_EXERCISE BRIEF_
All entries shown below should be duplicated character for character.

_PROVIDED DATA_
——————————
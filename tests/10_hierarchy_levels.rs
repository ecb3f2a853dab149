mod common;

use anyhow::Result;
use common::TestDb;

use teamhealth_api::database::models::{Direction, HierarchyLevelUpdate, NewHierarchyLevel, Permissions};
use teamhealth_api::database::DatabaseError;
use teamhealth_api::services::HierarchyLevelService;

async fn positions(levels: &HierarchyLevelService) -> Result<Vec<(String, i32)>> {
    Ok(levels
        .list()
        .await?
        .into_iter()
        .map(|l| (l.name, l.position))
        .collect())
}

fn assert_contiguous(ranked: &[(String, i32)]) {
    for (i, (name, position)) in ranked.iter().enumerate() {
        assert_eq!(*position, i as i32 + 1, "level '{}' out of place in {:?}", name, ranked);
    }
}

#[tokio::test]
async fn positions_stay_contiguous_through_create_move_delete() -> Result<()> {
    let Some(db) = TestDb::new().await? else { return Ok(()) };
    let levels = HierarchyLevelService::new(db.pool.clone(), db.settings());

    let principal = levels
        .create(NewHierarchyLevel {
            name: "Principal".into(),
            position: Some(2),
            ..Default::default()
        })
        .await?;
    assert_eq!(principal.position, 2);
    let appended = levels
        .create(NewHierarchyLevel {
            name: "Intern".into(),
            ..Default::default()
        })
        .await?;
    assert_eq!(appended.position, 7);
    assert_contiguous(&positions(&levels).await?);

    levels.move_level(principal.id, Direction::Down).await?;
    assert_eq!(levels.get(principal.id).await?.position, 3);
    assert_contiguous(&positions(&levels).await?);

    levels.delete(principal.id).await?;
    let ranked = positions(&levels).await?;
    assert_contiguous(&ranked);
    assert_eq!(ranked.len(), 6);
    assert_eq!(ranked[1].0, "Director");

    db.cleanup().await
}

#[tokio::test]
async fn move_at_boundary_is_a_no_op() -> Result<()> {
    let Some(db) = TestDb::new().await? else { return Ok(()) };
    let levels = HierarchyLevelService::new(db.pool.clone(), db.settings());
    let before = positions(&levels).await?;

    levels.move_level(db.level_id("VP").await?, Direction::Up).await?;
    levels.move_level(db.level_id("Team Member").await?, Direction::Down).await?;

    assert_eq!(positions(&levels).await?, before);
    db.cleanup().await
}

#[tokio::test]
async fn delete_refuses_assigned_and_lowest_levels() -> Result<()> {
    let Some(db) = TestDb::new().await? else { return Ok(()) };
    let levels = HierarchyLevelService::new(db.pool.clone(), db.settings());

    db.user("dana", "Director", None).await?;
    db.user("dave", "Director", None).await?;
    match levels.delete(db.level_id("Director").await?).await {
        Err(DatabaseError::Conflict(msg)) => assert!(msg.contains("2 assigned users"), "{}", msg),
        other => panic!("expected conflict, got {:?}", other),
    }

    let lowest = db.level_id("Team Member").await?;
    assert!(matches!(levels.delete(lowest).await, Err(DatabaseError::Validation { .. })));
    assert_contiguous(&positions(&levels).await?);

    db.cleanup().await
}

#[tokio::test]
async fn moving_unknown_level_is_not_found() -> Result<()> {
    let Some(db) = TestDb::new().await? else { return Ok(()) };
    let levels = HierarchyLevelService::new(db.pool.clone(), db.settings());

    let result = levels.move_level(uuid::Uuid::new_v4(), Direction::Up).await;
    assert!(matches!(result, Err(DatabaseError::NotFound(_))));

    db.cleanup().await
}

#[tokio::test]
async fn update_leaves_position_alone() -> Result<()> {
    let Some(db) = TestDb::new().await? else { return Ok(()) };
    let levels = HierarchyLevelService::new(db.pool.clone(), db.settings());
    let manager = db.level_id("Manager").await?;

    let updated = levels
        .update(
            manager,
            HierarchyLevelUpdate {
                name: Some("Engineering Manager".into()),
                color: None,
                permissions: Some(Permissions {
                    can_view_all_teams: true,
                    ..Default::default()
                }),
            },
        )
        .await?;

    assert_eq!(updated.name, "Engineering Manager");
    assert_eq!(updated.position, 3);
    assert_eq!(updated.color.as_deref(), Some("#198754"));
    assert!(updated.permissions.can_view_all_teams);
    assert!(!updated.permissions.can_view_analytics);

    db.cleanup().await
}

#[tokio::test(flavor = "multi_thread", worker_threads = 4)]
async fn concurrent_create_move_delete_keep_positions_contiguous() -> Result<()> {
    let Some(db) = TestDb::new().await? else { return Ok(()) };
    let levels = HierarchyLevelService::new(db.pool.clone(), db.settings());

    let mut spares = Vec::new();
    for name in ["Spare A", "Spare B"] {
        let spare = levels
            .create(NewHierarchyLevel {
                name: name.into(),
                position: Some(2),
                ..Default::default()
            })
            .await?;
        spares.push(spare.id);
    }
    let by_name = |name: &str, all: &[teamhealth_api::database::models::HierarchyLevel]| {
        all.iter().find(|l| l.name == name).map(|l| l.id)
    };
    let all = levels.list().await?;
    let moves = [("VP", Direction::Down), ("Director", Direction::Up), ("Manager", Direction::Up), ("VP", Direction::Down)];

    let mut tasks = Vec::new();
    for i in 0..4 {
        let service = HierarchyLevelService::new(db.pool.clone(), db.settings());
        tasks.push(tokio::spawn(async move {
            service
                .create(NewHierarchyLevel {
                    name: format!("Inserted {}", i),
                    position: Some(2),
                    ..Default::default()
                })
                .await
                .map(|_| ())
        }));
    }
    for (name, direction) in moves {
        let id = by_name(name, &all).expect("seeded level");
        let service = HierarchyLevelService::new(db.pool.clone(), db.settings());
        tasks.push(tokio::spawn(async move { service.move_level(id, direction).await }));
    }
    for id in spares {
        let service = HierarchyLevelService::new(db.pool.clone(), db.settings());
        tasks.push(tokio::spawn(async move { service.delete(id).await }));
    }

    for task in tasks {
        match task.await? {
            Ok(()) => {}
            Err(e) => assert!(e.is_retryable(), "unexpected error {:?}", e),
        }
    }

    let ranked = positions(&levels).await?;
    assert_contiguous(&ranked);
    assert_eq!(ranked.last().map(|(name, _)| name.as_str()), Some("Team Member"));

    db.cleanup().await
}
——————————
_EXERCISE ANSWER_
filename tests/10_hierarchy_levels.rs
repository ecb3f2a853dab149
mod common;

use anyhow::Result;
use common::TestDb;

use teamhealth_api::database::models::{Direction, HierarchyLevelUpdate, NewHierarchyLevel, Permissions};
use teamhealth_api::database::DatabaseError;
use teamhealth_api::services::HierarchyLevelService;

async fn positions(levels: &HierarchyLevelService) -> Result<Vec<(String, i32)>> {
    Ok(levels
        .list()
        .await?
        .into_iter()
        .map(|l| (l.name, l.position))
        .collect())
}

fn assert_contiguous(ranked: &[(String, i32)]) {
    for (i, (name, position)) in ranked.iter().enumerate() {
        assert_eq!(*position, i as i32 + 1, "level '{}' out of place in {:?}", name, ranked);
    }
}

#[tokio::test]
async fn positions_stay_contiguous_through_create_move_delete() -> Result<()> {
    let Some(db) = TestDb::new().await? else { return Ok(()) };
    let levels = HierarchyLevelService::new(db.pool.clone(), db.settings());

    let principal = levels
        .create(NewHierarchyLevel {
            name: "Principal".into(),
            position: Some(2),
            ..Default::default()
        })
        .await?;
    assert_eq!(principal.position, 2);
    let appended = levels
        .create(NewHierarchyLevel {
            name: "Intern".into(),
            ..Default::default()
        })
        .await?;
    assert_eq!(appended.position, 7);
    assert_contiguous(&positions(&levels).await?);

    levels.move_level(principal.id, Direction::Down).await?;
    assert_eq!(levels.get(principal.id).await?.position, 3);
    assert_contiguous(&positions(&levels).await?);

    levels.delete(principal.id).await?;
    let ranked = positions(&levels).await?;
    assert_contiguous(&ranked);
    assert_eq!(ranked.len(), 6);
    assert_eq!(ranked[1].0, "Director");

    db.cleanup().await
}

#[tokio::test]
async fn move_at_boundary_is_a_no_op() -> Result<()> {
    let Some(db) = TestDb::new().await? else { return Ok(()) };
    let levels = HierarchyLevelService::new(db.pool.clone(), db.settings());
    let before = positions(&levels).await?;

    levels.move_level(db.level_id("VP").await?, Direction::Up).await?;
    levels.move_level(db.level_id("Team Member").await?, Direction::Down).await?;

    assert_eq!(positions(&levels).await?, before);
    db.cleanup().await
}

#[tokio::test]
async fn delete_refuses_assigned_and_lowest_levels() -> Result<()> {
    let Some(db) = TestDb::new().await? else { return Ok(()) };
    let levels = HierarchyLevelService::new(db.pool.clone(), db.settings());

    db.user("dana", "Director", None).await?;
    db.user("dave", "Director", None).await?;
    match levels.delete(db.level_id("Director").await?).await {
        Err(DatabaseError::Conflict(msg)) => assert!(msg.contains("2 assigned users"), "{}", msg),
        other => panic!("expected conflict, got {:?}", other),
    }

    let lowest = db.level_id("Team Member").await?;
    assert!(matches!(levels.delete(lowest).await, Err(DatabaseError::Validation { .. })));
    assert_contiguous(&positions(&levels).await?);

    db.cleanup().await
}

#[tokio::test]
async fn moving_unknown_level_is_not_found() -> Result<()> {
    let Some(db) = TestDb::new().await? else { return Ok(()) };
    let levels = HierarchyLevelService::new(db.pool.clone(), db.settings());

    let result = levels.move_level(uuid::Uuid::new_v4(), Direction::Up).await;
    assert!(matches!(result, Err(DatabaseError::NotFound(_))));

    db.cleanup().await
}

#[tokio::test]
async fn update_leaves_position_alone() -> Result<()> {
    let Some(db) = TestDb::new().await? else { return Ok(()) };
    let levels = HierarchyLevelService::new(db.pool.clone(), db.settings());
    let manager = db.level_id("Manager").await?;

    let updated = levels
        .update(
            manager,
            HierarchyLevelUpdate {
                name: Some("Engineering Manager".into()),
                color: None,
                permissions: Some(Permissions {
                    can_view_all_teams: true,
                    ..Default::default()
                }),
            },
        )
        .await?;

    assert_eq!(updated.name, "Engineering Manager");
    assert_eq!(updated.position, 3);
    assert_eq!(updated.color.as_deref(), Some("#198754"));
    assert!(updated.permissions.can_view_all_teams);
    assert!(!updated.permissions.can_view_analytics);

    db.cleanup().await
}

#[tokio::test(flavor = "multi_thread", worker_threads = 4)]
async fn concurrent_create_move_delete_keep_positions_contiguous() -> Result<()> {
    let Some(db) = TestDb::new().await? else { return Ok(()) };
    let levels = HierarchyLevelService::new(db.pool.clone(), db.settings());

    let mut spares = Vec::new();
    for name in ["Spare A", "Spare B"] {
        let spare = levels
            .create(NewHierarchyLevel {
                name: name.into(),
                position: Some(2),
                ..Default::default()
            })
            .await?;
        spares.push(spare.id);
    }
    let by_name = |name: &str, all: &[teamhealth_api::database::models::HierarchyLevel]| {
        all.iter().find(|l| l.name == name).map(|l| l.id)
    };
    let all = levels.list().await?;
    let moves = [("VP", Direction::Down), ("Director", Direction::Up), ("Manager", Direction::Up), ("VP", Direction::Down)];

    let mut tasks = Vec::new();
    for i in 0..4 {
        let service = HierarchyLevelService::new(db.pool.clone(), db.settings());
        tasks.push(tokio::spawn(async move {
            service
                .create(NewHierarchyLevel {
                    name: format!("Inserted {}", i),
                    position: Some(2),
                    ..Default::default()
                })
                .await
                .map(|_| ())
        }));
    }
    for (name, direction) in moves {
        let id = by_name(name, &all).expect("seeded level");
        let service = HierarchyLevelService::new(db.pool.clone(), db.settings());
        tasks.push(tokio::spawn(async move { service.move_level(id, direction).await }));
    }
    for id in spares {
        let service = HierarchyLevelService::new(db.pool.clone(), db.settings());
        tasks.push(tokio::spawn(async move { service.delete(id).await }));
    }

    for task in tasks {
        match task.await? {
            Ok(()) => {}
            Err(e) => assert!(e.is_retryable(), "unexpected error {:?}", e),
        }
    }

    let ranked = positions(&levels).await?;
    assert_contiguous(&ranked);
    assert_eq!(ranked.last().map(|(name, _)| name.as_str()), Some("Team Member"));

    db.cleanup().await
}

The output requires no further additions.